Jackson Hole Tram & Corbets
Since joining the Sportsmobile forum (aka “the forum”) a few years ago, 1der has met some really cool people (he has several bromances with a few members), and we've enjoyed meeting up with these fellow cult members.
Before leaving on our trip, 1der posted our plans on the forum and set the "bait:" if anyone happens to be in the same areas at the same time, it would be great to meet up." Well on our second day here, we got a tug on the line.
It was great to meet danhtran1143 and his family, who drove about 18 hours in his rig to get here. We skied a couple runs with him / them, and 1der met up with them for some after dinner beers.
Two days ago, we went up with them – via the famed tram – to the top.
We wanted to ski Corbet's Coulior, but unfortunately it was closed, so we were super bummed we couldn't conquer it. Yeah right – taking that "run" would mean instant death, and I'm not kidding.
We skied over to a ledge which enabled us to see the initial descent from a side-view. In case you're wondering why I didn't ski over to the actual entry and peer over the edge, it's because it was roped off. Otherwise I would have. Wadda think I am, insane?
Ah.... can we say pure insanity? Anyone who is remotely thinking about skiing that “run” better have phenomenal health insurance and a high-payout life insurance policy in place. I'm totally serious. Google this if you think I'm haha'ing or just kidding.
The official statement from Jackson Hole: Corbet's degree of steepness is nearly vertical at the top, thus creating the need to jump into the couloir. The slope then 'flattens' to 50 degrees. The overall average steepness is 40 degrees."

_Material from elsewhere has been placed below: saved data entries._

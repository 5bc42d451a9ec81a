//! Downstream connectors and the adapter that polls them.
//!
//! A [`connector::Connector`] creates one [`connector::SourceExecution`] per
//! downstream call. The engine never awaits an execution directly: the
//! [`adapter::ConnectorPollAdapter`] runs each `execute`/`more` call on the
//! async runtime and exposes the outcome through a non-blocking `poll()`.
//!
//! # Adding a New Connector
//!
//! 1. Implement `SourceExecution` for a single downstream call.
//! 2. Implement `Connector::create_execution` to build it from a `SourceCommand`.
//! 3. Register the connector with a `ConnectorRegistry` under a unique name.

pub mod adapter;
pub mod connector;
pub mod conversion;
pub mod sources;

pub use adapter::{CallState, CloseOutcome, ConnectorPollAdapter, SourceBatch, SourcePoll};
pub use connector::{
    Connector, ConnectorRegistry, ExecutionContext, SourceCommand, SourceExecution,
    SourceResponse,
};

From Wikipedia: It is about ten feet wide at the entrance with rock faces on three sides, but opens up quickly. Entrance into the couloir requires dropping off a cornice with a free fall ranging from 10 to 20 feet (6.1 m) depending upon snow conditions and exactly where the skier chooses to drop in, landing in the fairly narrow couloir with rock walls on either side.
After our incredible brave display of courage (by whimping out and hiking up an incline to get the side-view), we turned around from our vantage-point and made our way to the main run.

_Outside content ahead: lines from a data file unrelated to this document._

#![allow(dead_code)]

use std::future::Future;
use std::sync::Arc;
use std::time::Duration;

use sluice_common::config::AppConfig;
use sluice_common::models::{Determinism, SessionInfo};
use sluice_common::types::{ColumnSchema, DataType, Row, Value};
use sluice_connectors::sources::{MemoryConnector, MemoryTable};
use sluice_connectors::{ConnectorRegistry, SourceCommand};
use sluice_runtime::plan::{ScanPlanFactory, StaticPlanCompiler};
use sluice_runtime::transaction::LocalTransactionService;
use sluice_runtime::{Engine, EngineOptions};

pub const CONNECTOR: &str = "mem";

pub struct Harness {
    pub engine: Engine,
    pub connector: Arc<MemoryConnector>,
    pub compiler: Arc<StaticPlanCompiler>,
    pub transactions: Arc<LocalTransactionService>,
}

pub fn test_config() -> AppConfig {
    let mut config = AppConfig::default();
    config.engine.max_workers = 4;
    config
}

pub fn int_columns() -> Vec<ColumnSchema> {
    vec![ColumnSchema::new("v", DataType::Integer)]
}

/// Rows `first..=last` of a single integer column.
pub fn int_rows(first: i64, last: i64) -> Vec<Row> {
    (first..=last).map(|v| vec![Value::Integer(v)]).collect()
}

pub fn session(id: &str) -> SessionInfo {
    SessionInfo::new(id, "alice", "sales", 1)
}

pub fn scan_sql(table: &str) -> String {
    format!("SELECT * FROM {}", table)
}

impl Harness {
    pub fn new(config: AppConfig) -> anyhow::Result<Self> {
        let connector = Arc::new(MemoryConnector::new(CONNECTOR));
        let connectors = Arc::new(ConnectorRegistry::new());
        connectors.register(connector.clone());
        let compiler = Arc::new(StaticPlanCompiler::new());
        let transactions = Arc::new(LocalTransactionService::new());

        let engine = Engine::new(EngineOptions {
            config,
            connectors,
            compiler: compiler.clone(),
            transactions: transactions.clone(),
            lob_store: None,
        })?;
        Ok(Self {
            engine,
            connector,
            compiler,
            transactions,
        })
    }

    /// Adds `table` and registers `SELECT * FROM <name>` as a scan of it.
    pub fn table(&self, name: &str, table: MemoryTable, determinism: Determinism, read_only: bool) {
        let columns = table.columns().to_vec();
        self.connector.add_table(name, table);
        self.scan(&scan_sql(name), &[(name, columns)], determinism, read_only);
    }

    /// Registers `sql` as a scan over existing tables, in order.
    pub fn scan(
        &self,
        sql: &str,
        tables: &[(&str, Vec<ColumnSchema>)],
        determinism: Determinism,
        read_only: bool,
    ) {
        let commands = tables
            .iter()
            .map(|(table, columns)| SourceCommand::new(CONNECTOR, *table, columns.clone()))
            .collect();
        let mut plan = ScanPlanFactory::new(commands).prepare(determinism);
        plan.read_only = read_only;
        self.compiler.register(sql, plan);
    }

    /// The transaction started first, by id.
    pub fn first_transaction(&self) -> Option<String> {
        self.transactions
            .events()
            .first()
            .map(|event| event.transaction_id.clone())
    }
}

pub async fn within<F: Future>(future: F) -> F::Output {
    tokio::time::timeout(Duration::from_secs(5), future)
        .await
        .expect("timed out")
}

pub async fn wait_until(condition: impl Fn() -> bool) {
    within(async {
        while !condition() {
            tokio::time::sleep(Duration::from_millis(5)).await;
        }
    })
    .await
}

We skied from the top to the bottom, and unfortunately, our day and time with danhtran1143 was too short, as they were at the tail-end of their trip and wanted to leave Jackson a half a day earlier than planned to get a head start on their very long drive back to the Bay Area. We hope to meet up with them next time.
And ski Corbet's. NOT!
Online dating leads to a bromance...
Last year while we were in Jackson Hole, we got together with shenrie (one of 1ders online bromances from the forum) and his long-time friends who live in Boise and other areas of Idaho. They have gathered every year for the past several decades to free-ride the terrain off the Teton Pass. They rent a house for the weekend in Victor, ID and spend their days piling into shenrie's rig (and another pickup truck) and taking turns being the shuttle driver while everyone else jumps off and rides to the bottom.

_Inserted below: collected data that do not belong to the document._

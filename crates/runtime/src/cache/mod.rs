//! Session aware memoization of compiled plans and result sets.
//!
//! Keys are [`CacheId`]s normalized by the value's determinism level, so a
//! result that does not depend on the session (or the user) is shared
//! across sessions (or users).

mod cache_id;
mod results;
mod session_cache;

pub use cache_id::CacheId;
pub use results::CachedResults;
pub use session_cache::{Cachable, CacheStats, SessionAwareCache};
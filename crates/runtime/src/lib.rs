//! Sluice Runtime: the execution spine of the federated query engine.
//!
//! This crate schedules requests cooperatively over a fixed worker pool,
//! bounds how many plans run at once, drives each request through its
//! state machine and caches plans and results per session scope.
//!
//! # Architecture
//!
//! ```text
//! ┌─────────────┐   admit    ┌────────────┐
//! │   Engine    │──────────▶│ Admission  │
//! └──────┬──────┘            └────────────┘
//!        │ submit
//! ┌──────▼──────┐   run      ┌────────────────┐   poll   ┌────────────┐
//! │  Scheduler  │──────────▶│ RequestWorkItem│────────▶│ Connectors │
//! └─────────────┘            └───────┬────────┘          └────────────┘
//!                                    │
//!                            ┌───────▼────────┐
//!                            │ Result / plan  │
//!                            │     caches     │
//!                            └────────────────┘
//! ```
//!
//! # Example
//!
//! ```rust,no_run
//! use std::sync::Arc;
//!
//! use sluice_common::config::AppConfig;
//! use sluice_common::models::{Determinism, SessionInfo};
//! use sluice_common::types::{ColumnSchema, DataType, Value};
//! use sluice_connectors::sources::{MemoryConnector, MemoryTable};
//! use sluice_connectors::{ConnectorRegistry, SourceCommand};
//! use sluice_runtime::plan::{ScanPlanFactory, StaticPlanCompiler};
//! use sluice_runtime::transaction::LocalTransactionService;
//! use sluice_runtime::{Engine, EngineOptions, QueryRequest};
//!
//! # async fn run() -> anyhow::Result<()> {
//! let columns = vec![ColumnSchema::new("id", DataType::Integer)];
//! let rows = vec![vec![vec![Value::Integer(1)], vec![Value::Integer(2)]]];
//!
//! let connectors = Arc::new(ConnectorRegistry::new());
//! connectors.register(Arc::new(
//!     MemoryConnector::new("crm").with_table("accounts", MemoryTable::new(columns.clone(), rows)),
//! ));
//! let compiler = Arc::new(StaticPlanCompiler::new());
//! compiler.register(
//!     "SELECT id FROM accounts",
//!     ScanPlanFactory::new(vec![SourceCommand::new("crm", "accounts", columns)])
//!         .prepare(Determinism::Deterministic),
//! );
//!
//! let engine = Engine::new(EngineOptions {
//!     config: AppConfig::default(),
//!     connectors,
//!     compiler,
//!     transactions: Arc::new(LocalTransactionService::new()),
//!     lob_store: None,
//! })?;
//!
//! let session = SessionInfo::new("s1", "alice", "sales", 1);
//! let page = engine
//!     .submit_request(session, 1, QueryRequest::new("SELECT id FROM accounts"))?
//!     .await?;
//! assert!(page.is_last);
//! # Ok(())
//! # }
//! ```

pub mod admission;
pub mod cache;
pub mod engine;
pub mod plan;
pub mod request;
pub mod scheduler;
pub mod snapshot;
pub mod transaction;

pub use engine::{Engine, EngineOptions};
pub use request::{QueryOptions, QueryRequest};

It was luck that last year our schedules overlapped, and we had the pleasure of spending time with shenrie and his buds, who are all super nice guys. And it just so happened that this year, our schedules overlapped again, and since we are hanging out in Jackson for several days, we took a day off.
Instead of skiing, I broke out my snowshoes and went for a nice stroll up the same road that serves as the exit route for the guys after they ride the hill.
It was a beautiful jaunt, and except for a few walkers and an occasional boarder or skier who passed me, I was all alone. On a side-note, one could simply walk up the path a short distance, but it wasn't long before the snow was too deep to navigate without snowshoes.
At one point, I saw some boarders coming down the "road." One of them enthusiastically said hello. It was one of the guys!
I loved to see the light and shadows on the snow. The simple and elegant beauty of the winter shadows of barren trees reminded me of under-stated Japanese woodblock prints. The imagery was a stamp in time: when the clouds came, the shadows disappeared, and when it cleared, the shadows were different from before. Standing in one place for two minutes provided a unique window into the ever-changing winter.
I was snowshoeing along when I randomly stopped to look around. Prior to this stop, I always looked forward and down, but this time, I decided to look up.
What is this?
I could not have planned this, nor could I have found it again, for when I turned around much further down the path and made my way back, I was not able to see nor find this again. I love it when happenstance events like this occur.
The lesson here: always remember to look up!